MALAYSIA
Rescuers search for missing
Malaysian and Thai authorities yesterday resumed their search for dozens of people missing at sea, days after a boat carrying members of Myanmar’s persecuted Rohingya minority sank near the border between the two countries, killing at least 21. Thirteen survivors have been rescued in Malaysian waters since Saturday, while 12 were found dead, including two children, the Malaysia Coast Guard told reporters on Monday.
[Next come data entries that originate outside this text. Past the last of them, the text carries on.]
// SPDX-License-Identifier: MIT
// Copyright 2026 Roland Dreier <roland@kernel.org>

//! Integration tests for account deletion.
//!
//! The HTTP tests run against the in-memory store. The Firestore test
//! requires the emulator to be running.
//! Run with: ./scripts/test-with-emulator.sh --test user_deletion_tests

mod common;

use axum::http::StatusCode;
use chrono::Utc;
use common::{create_test_app, seed_user, send, send_json, test_firestore_db};
use serde_json::json;
use workout_tracker::models::{Exercise, Folder, User, Workout};

#[tokio::test]
async fn test_delete_account_removes_all_records() {
    let (app, state) = create_test_app();
    let (alice, alice_token) = seed_user(&state, "alice").await;
    let (bob, bob_token) = seed_user(&state, "bob").await;

    for token in [&alice_token, &bob_token] {
        send_json(
            &app,
            "POST",
            "/api/folders",
            Some(token),
            Some(json!({"name": "Strength"})),
        )
        .await;
        send_json(
            &app,
            "POST",
            "/api/workouts/session",
            Some(token),
            Some(json!({"exercises": [
                {"name": "Bench", "reps": 10, "sets": 3},
                {"name": "Squat", "reps": 5, "sets": 5}
            ]})),
        )
        .await;
    }

    let response = send(&app, "DELETE", "/api/account", Some(&alice_token), None).await;
    assert_eq!(response.status(), StatusCode::OK);
    let set_cookie = response
        .headers()
        .get(axum::http::header::SET_COOKIE)
        .map(|v| v.to_str().unwrap().to_string())
        .unwrap_or_default();
    assert!(set_cookie.starts_with("workout_token="));
    assert!(set_cookie.contains("Max-Age=0"));

    let body = common::body_json(response).await;
    assert_eq!(body["success"], true);
    // user + folder + workout + 2 exercises
    assert_eq!(body["deleted_records"], 5);

    assert!(state.db.get_user(&alice.id).await.unwrap().is_none());
    assert!(state.db.list_folders(&alice.id).await.unwrap().is_empty());
    let history = state.db.workout_history(&alice.id).await.unwrap();
    assert!(history.workouts.is_empty());
    assert!(history.exercises.is_empty());

    // Other users are untouched
    assert!(state.db.get_user(&bob.id).await.unwrap().is_some());
    let (_, stats) = send_json(&app, "GET", "/api/workouts/stats", Some(&bob_token), None).await;
    assert_eq!(stats["total_exercises"], 2);

    // The username is free again
    let (status, _) = send_json(
        &app,
        "POST",
        "/api/register",
        None,
        Some(json!({"username": "alice", "password": "admin123"})),
    )
    .await;
    assert_eq!(status, StatusCode::CREATED);
}

#[tokio::test]
async fn test_delete_account_twice_is_not_found() {
    let (app, state) = create_test_app();
    let (_, token) = seed_user(&state, "alice").await;

    let (status, _) = send_json(&app, "DELETE", "/api/account", Some(&token), None).await;
    assert_eq!(status, StatusCode::OK);

    // The token still verifies but the account is gone
    let (status, _) = send_json(&app, "DELETE", "/api/account", Some(&token), None).await;
    assert_eq!(status, StatusCode::NOT_FOUND);
}

#[tokio::test]
async fn test_firestore_delete_user_data_removes_all_records() {
    require_emulator!();
    let db = test_firestore_db().await;
    let now = Utc::now();

    let user = User::new(
        &format!("delete-me-{}", uuid::Uuid::new_v4()),
        "hash".to_string(),
        now,
    );
    db.create_user(&user).await.unwrap();

    let folder = Folder::new(&user.id, "Strength", None, now);
    db.create_folder(&folder).await.unwrap();

    let workout = Workout::new(&user.id, "Leg Day", None, Some(folder.id.clone()), now);
    db.create_workout(&workout).await.unwrap();

    let exercise = Exercise {
        id: uuid::Uuid::new_v4().to_string(),
        workout_id: workout.id.clone(),
        user_id: user.id.clone(),
        name: "Squat".to_string(),
        sets: 5,
        reps: 5,
        weight: Some(225.0),
        rest_time: 90,
        notes: None,
        position: 0,
    };
    db.create_exercise(&exercise).await.unwrap();

    let deleted = db.delete_user_data(&user.id).await.unwrap();
    assert_eq!(deleted, 4);

    assert!(db.get_user(&user.id).await.unwrap().is_none());
    assert!(db
        .find_user_by_username(&user.username)
        .await
        .unwrap()
        .is_none());
    assert!(db.list_folders(&user.id).await.unwrap().is_empty());
    let history = db.workout_history(&user.id).await.unwrap();
    assert!(history.workouts.is_empty());
    assert!(history.exercises.is_empty());
}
Coast guard regional director Romli Mustafa said his counterparts in Thailand had found nine bodies, although a Thai police official in the country’s Satun Province said that just six had been recovered.
Photo: Reuters
JAPAN
Actor Tatsuya Nakadai dies
Stage and movie actor Tatsuya Nakadai, who starred in a string of Akira Kurosawa films, including the lead in Ran, has died aged 92, his acting school said yesterday. Nakadai first rose to fame in Japan and internationally under director Masaki Kobayashi, who cast him in his epic anti-war trilogy The Human Condition of the late 1950s and early 1960s. His acting school, Mumeijuku, did not say when Nakadai died or give any other details. Nakadai had a walk-on part in Kurosawa’s 1954 classic Seven Samurai, but later effectively replaced Toshiro Mifune as the famed director’s go-to leading man after Mifune went his own way.
CHINA
Gay dating apps removed
Officials ordered the removal of two popular gay dating apps from mobile stores in China, Apple confirmed yesterday. Over the weekend, social media users pointed out that the full versions of apps Blued and Finka, which share a Hong Kong-based owner, had disappeared from the Apple and Android stores. Lawyer Zhao Hu, who has long campaigned for LGBTQ rights, said that the government’s decision was “unexpected,” and questioned its legality. “Blued and Finka, both having been on the market for nearly a decade, were taken down without explanation,” he said. If the apps were removed without the company’s consent, this could be seen as an infringement of its interests, which would make it an unlawful act, Zhao added.
RUSSIA
Jet theft plot thwarted: FSB
The Federal Security Service (FSB) said it had foiled a plot by Ukrainian and British spies to tempt Russian pilots to steal a MiG-31 jet armed with a Kinzhal hypersonic missile for US$3 million, state media reported yesterday. The RIA news agency cited the FSB as saying that the hijacked jet was to be flown toward a NATO air base in the Romanian city of Constanta, where it could have been shot down by air defenses, the agency reported. Ukraine and the UK had planned a large-scale “provocation” using the hijacked aircraft, and that Ukrainian military intelligence had sought to recruit Russian pilots for US$3 million to steal the fighter, the FSB said.
AUSTRALIA
Devilish bee discovered
A “lucifer” bee with devil-like horns — dubbed Megachile (Hackeriapis) Lucifer — was found in Western Australia, Curtin University announced yesterday. Kit Prendergast at the university’s School of Molecular and Life Sciences discovered the bee while surveying a critically endangered wildflower in 2019 and was immediately drawn to the insect’s unique appearance. “The female had these incredible little horns on her face,” she said. A fan of the Netflix TV show Lucifer, she said the name was the perfect fit for the bee’s distinctively devilish appearance.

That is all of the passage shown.